Prompt A — Author's Craft
How does the writer use irony and characterization to expose Mr. Pemberton?
Use this structure: Point · Context and actual evidence · Explanation. Include at least one exact quotation with its paragraph number, and, if it helps, one idea from the paired text.
Prompt B — Theme
What does the story suggest about the difference between real expertise and mere performance?
Sentence starter: The story suggests that real expertise __________, while mere performance __________.
Prompt C — Sentence Lab
Write three original sentences about the story:
one simple sentence using connoisseur
one compound sentence about the wager
one complex sentence explaining why Pemberton is exposed
🧠 Think Deeper
No teacher needed — Fred coaches every task here. Work through the analogies, then argue both sides, then carry the idea into the real world.
🔗 Analogies · reasoning
Part 1 — Analogies
Find the relationship in the first pair, then pick the choice that repeats it.
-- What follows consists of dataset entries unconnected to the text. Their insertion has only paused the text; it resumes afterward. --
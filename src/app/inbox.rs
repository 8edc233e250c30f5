//! Single-slot inbound packet holder.
//!
//! The MAC layer reports received frames through [`MacEvents`].  There is
//! exactly one slot: a frame that arrives before the previous one was
//! consumed replaces it, and the overwrite is only counted.

use heapless::Vec;
use log::{debug, warn};

use crate::config::MAX_PAYLOAD;

use super::ports::{MacEvents, SendError};

/// The most recent frame delivered by the MAC layer.
#[derive(Debug, Clone, Default, PartialEq, Eq)]
pub struct InboundPacket {
    pub sender: u32,
    pub packet_type: u8,
    pub payload: Vec<u8, MAX_PAYLOAD>,
    pub rssi: u8,
}

/// Link-level counters, for diagnostics only.
#[derive(Debug, Clone, Copy, Default, PartialEq, Eq)]
pub struct LinkStats {
    pub overwritten: u32,
    pub receive_errors: u32,
    pub sent: u32,
    pub send_errors: u32,
}

#[derive(Debug, Default)]
pub struct Inbox {
    packet: InboundPacket,
    received: bool,
    stats: LinkStats,
}

impl Inbox {
    pub fn new() -> Self {
        Self::default()
    }

    /// The unconsumed packet, if any.
    pub fn pending(&self) -> Option<&InboundPacket> {
        self.received.then_some(&self.packet)
    }

    /// Consume the pending packet.
    pub fn take(&mut self) -> Option<InboundPacket> {
        if !self.received {
            return None;
        }
        self.received = false;
        Some(self.packet.clone())
    }

    /// Sender of the most recent frame, consumed or not.
    pub fn last_sender(&self) -> u32 {
        self.packet.sender
    }

    pub fn stats(&self) -> LinkStats {
        self.stats
    }
}

impl MacEvents for Inbox {
    fn packet_received(&mut self, packet_type: u8, sender: u32, payload: &[u8], rssi: u8) {
        if self.received {
            self.stats.overwritten = self.stats.overwritten.wrapping_add(1);
            debug!(
                "Inbox: frame from {:08X} overwrote unconsumed frame from {:08X}",
                sender, self.packet.sender
            );
        }
        let len = payload.len().min(MAX_PAYLOAD);
        if len < payload.len() {
            warn!("Inbox: truncating {}-byte payload to {}", payload.len(), MAX_PAYLOAD);
        }
        self.packet.payload.clear();
        // len is clamped to the slot capacity.
        let _ = self.packet.payload.extend_from_slice(&payload[..len]);
        self.packet.sender = sender;
        self.packet.packet_type = packet_type;
        self.packet.rssi = rssi;
        self.received = true;
    }

    fn receive_error(&mut self) {
        self.stats.receive_errors = self.stats.receive_errors.wrapping_add(1);
        debug!("Inbox: receive error");
    }

    fn packet_sent(&mut self) {
        self.stats.sent = self.stats.sent.wrapping_add(1);
    }

    fn send_error(&mut self, error: SendError) {
        self.stats.send_errors = self.stats.send_errors.wrapping_add(1);
        warn!("Inbox: send failed ({:?}), not retried", error);
    }
}
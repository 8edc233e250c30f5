//! rfBrick bridge firmware library.
//!
//! Exposes the bridge core and its adapters for integration testing.
//! All ESP-IDF-specific code is guarded by `#[cfg(target_os = "espidf")]`
//! within each module; host builds get simulation backends.

#![deny(unused_must_use)]

pub mod adapters;
pub mod app;
pub mod config;
pub mod error;
pub mod pins;
pub mod ticks;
These are auto-graded and explained.
Reasoning
LABEL : TEA :: COVER : ?
Reasoning
PEMBERTON : TOMAS'S INNOCENT REMARK :: ?
Pick the pair with the same relationship — a small, innocent voice brings down a powerful pretender.
Reasoning · L.8.4
OSTENTATIOUS : SHOWY :: DUBIOUS : ?
⚖️ Argue both sides · dialectic
Part 2 — Argue Both Sides
Mrs. Adeyemi exposes Mr. Pemberton in front of the whole village. Was her public trap a fair lesson — or needlessly cruel?
Do this: write the strongest case for each side using a quotation, then end with your own verdict. Structure: On one hand… On the other hand… I conclude…
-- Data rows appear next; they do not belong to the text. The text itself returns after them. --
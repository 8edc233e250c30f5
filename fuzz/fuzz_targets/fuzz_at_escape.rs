//! Fuzz target: `AtEscapeDetector::feed`
//!
//! Each input byte pair is (byte, 8 ms steps to advance).  Asserts the
//! detector never panics, that data-mode bytes are never lost or
//! invented beyond the held pluses, and that polled opcodes are valid.
//!
//! cargo fuzz run fuzz_at_escape

#![no_main]

use heapless::Deque;
use libfuzzer_sys::fuzz_target;
use rfbrick::adapters::at_escape::AtEscapeDetector;
use rfbrick::app::commands::{MNEMONICS, NULL_OPCODE};
use rfbrick::app::ports::AtState;

fuzz_target!(|data: &[u8]| {
    let mut detector = AtEscapeDetector::new();
    detector.register(&MNEMONICS);
    let mut queue: Deque<u8, 1024> = Deque::new();
    let mut now: u32 = 0;

    for pair in data.chunks_exact(2) {
        now = now.wrapping_add(u32::from(pair[1]) * 8);
        detector.feed(pair[0], now, &mut queue);
        detector.tick(now);

        if detector.state() == AtState::Enabled {
            if let Some(opcode) = detector.poll_command() {
                assert!(
                    opcode == NULL_OPCODE || (opcode as usize) < MNEMONICS.len(),
                    "opcode out of range"
                );
            }
        }
    }
    assert!(queue.len() <= data.len() / 2);
});
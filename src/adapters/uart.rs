//! Host-link UART driver.
//!
//! - **`target_os = "espidf"`** — raw ESP-IDF UART driver calls on
//!   [`HOST_UART_PORT`](crate::pins::HOST_UART_PORT), non-blocking reads.
//! - **`not(target_os = "espidf")`** — in-memory RX/TX queues so tests can
//!   inject host traffic and inspect what the bridge wrote back.

use log::{info, warn};

use crate::config::{DEFAULT_BAUD_CODE, baud_rate_for};

#[cfg(target_os = "espidf")]
use esp_idf_svc::sys::*;

#[cfg(target_os = "espidf")]
use crate::pins;

#[cfg(not(target_os = "espidf"))]
use std::collections::VecDeque;

pub struct Uart {
    baud_code: u8,
    #[cfg(not(target_os = "espidf"))]
    rx: VecDeque<u8>,
    #[cfg(not(target_os = "espidf"))]
    tx: Vec<u8>,
}

impl Uart {
    /// Install the driver at the factory baud rate.
    #[cfg(target_os = "espidf")]
    pub fn new() -> crate::error::Result<Self> {
        let port = pins::HOST_UART_PORT as uart_port_t;
        let cfg = uart_config_t {
            baud_rate: baud_rate_for(DEFAULT_BAUD_CODE).unwrap_or(115_200) as i32,
            data_bits: uart_word_length_t_UART_DATA_8_BITS,
            parity: uart_parity_t_UART_PARITY_DISABLE,
            stop_bits: uart_stop_bits_t_UART_STOP_BITS_1,
            flow_ctrl: uart_hw_flowcontrol_t_UART_HW_FLOWCTRL_DISABLE,
            ..Default::default()
        };

        // SAFETY: called once from main() before the bridge loop starts;
        // the driver is not yet installed on this port.
        unsafe {
            let ret = uart_driver_install(
                port,
                pins::HOST_UART_RX_BUFFER,
                0,
                0,
                core::ptr::null_mut(),
                0,
            );
            if ret != ESP_OK as i32 {
                return Err(crate::error::Error::Uart(ret));
            }
            let ret = uart_param_config(port, &cfg);
            if ret != ESP_OK as i32 {
                return Err(crate::error::Error::Uart(ret));
            }
            let ret = uart_set_pin(
                port,
                pins::HOST_UART_TX_GPIO,
                pins::HOST_UART_RX_GPIO,
                UART_PIN_NO_CHANGE,
                UART_PIN_NO_CHANGE,
            );
            if ret != ESP_OK as i32 {
                return Err(crate::error::Error::Uart(ret));
            }
        }

        info!("Uart: host link on UART{}", pins::HOST_UART_PORT);
        Ok(Self {
            baud_code: DEFAULT_BAUD_CODE,
        })
    }

    #[cfg(not(target_os = "espidf"))]
    pub fn new() -> crate::error::Result<Self> {
        info!("Uart: simulation backend");
        Ok(Self {
            baud_code: DEFAULT_BAUD_CODE,
            rx: VecDeque::new(),
            tx: Vec::new(),
        })
    }

    pub fn baud_code(&self) -> u8 {
        self.baud_code
    }

    /// Switch line rate.  Unknown codes keep the current rate.
    pub fn set_baud_code(&mut self, code: u8) {
        let Some(rate) = baud_rate_for(code) else {
            warn!("Uart: ignoring unknown baud code {}", code);
            return;
        };

        #[cfg(target_os = "espidf")]
        {
            // SAFETY: driver installed in new(); main-loop access only.
            let ret = unsafe { uart_set_baudrate(pins::HOST_UART_PORT as uart_port_t, rate) };
            if ret != ESP_OK as i32 {
                warn!("Uart: set baud {} failed ({})", rate, ret);
                return;
            }
        }

        self.baud_code = code;
        info!("Uart: {} baud", rate);
    }

    /// Pop one received byte without blocking.
    #[cfg(target_os = "espidf")]
    pub fn read(&mut self) -> Option<u8> {
        let mut byte = 0u8;
        // SAFETY: one-byte buffer, zero timeout; driver installed in new().
        let n = unsafe {
            uart_read_bytes(
                pins::HOST_UART_PORT as uart_port_t,
                (&raw mut byte).cast(),
                1,
                0,
            )
        };
        (n == 1).then_some(byte)
    }

    #[cfg(not(target_os = "espidf"))]
    pub fn read(&mut self) -> Option<u8> {
        self.rx.pop_front()
    }

    #[cfg(target_os = "espidf")]
    pub fn write(&mut self, bytes: &[u8]) {
        // SAFETY: pointer/length from a live slice; the driver copies it.
        let n = unsafe {
            uart_write_bytes(
                pins::HOST_UART_PORT as uart_port_t,
                bytes.as_ptr().cast(),
                bytes.len(),
            )
        };
        if n < 0 {
            warn!("Uart: write of {} bytes failed", bytes.len());
        }
    }

    #[cfg(not(target_os = "espidf"))]
    pub fn write(&mut self, bytes: &[u8]) {
        self.tx.extend_from_slice(bytes);
    }

    // ── Simulation hooks ──────────────────────────────────────

    /// Queue bytes as if the host had sent them.
    #[cfg(not(target_os = "espidf"))]
    pub fn inject(&mut self, bytes: &[u8]) {
        self.rx.extend(bytes.iter().copied());
    }

    /// Drain everything written to the host so far.
    #[cfg(not(target_os = "espidf"))]
    pub fn take_written(&mut self) -> Vec<u8> {
        core::mem::take(&mut self.tx)
    }
}
//! Integration test driver for `tests/integration/` submodule.
//!
//! Each `mod` below maps to a file that exercises a specific subsystem
//! against mock adapters.  All tests run on the host (x86_64) with no
//! real hardware required.

mod dispatcher_tests;
mod mock_hw;
mod remote_io_tests;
Fred's two-sided model: Fair lesson: Pemberton chose to cheat, sneaking into the kitchen to “read the label. Front and back” (paragraph [6]), and he built a career boasting that “a fraud is transparent to the trained palate” (paragraph [2]). A man who publicly mocks frauds while being one invites public exposure — and the library gains a year of funding. Needlessly cruel: Mrs. Adeyemi deliberately built a trap and let the humiliation play out before “the whole room,” even leaving him to write the cheque while “the room pretended not to watch” (paragraph [8]). A quiet, private word might have corrected him without destroying his name. Verdict: The strongest position is that the lesson was fair but firm: because Pemberton's pride was public and he profited from deceiving others, a public, honest test — not cruelty for its own sake — was a just way to reveal the truth.
🌍 Real-world transfer
Part 3 — Carry It Into the Real World
The story warns that confident performance can pass for real skill until it is fairly tested. Describe a real situation — from advertising, social media, school, or sports — where confidence or branding fools people, and connect it to the story.
Sentence starter: A real situation where confidence or branding fools people is __________. This connects to The Connoisseur because __________.
Fred's model: A real parallel is expensive "designer" branding: studies show people rate identical products as better when they carry a famous logo or a high price, just as the paired text describes wine tasters preferring the very same wine with an expensive tag. That mirrors Mr. Pemberton, whose audience is dazzled by his velvet jacket and grand performance until Mrs. Adeyemi proves he “named the tea you read,” not the tea he tasted (paragraph [7]). The story connects because both show that confidence and packaging can stand in for real quality — until someone insists on a fair, label-hidden test.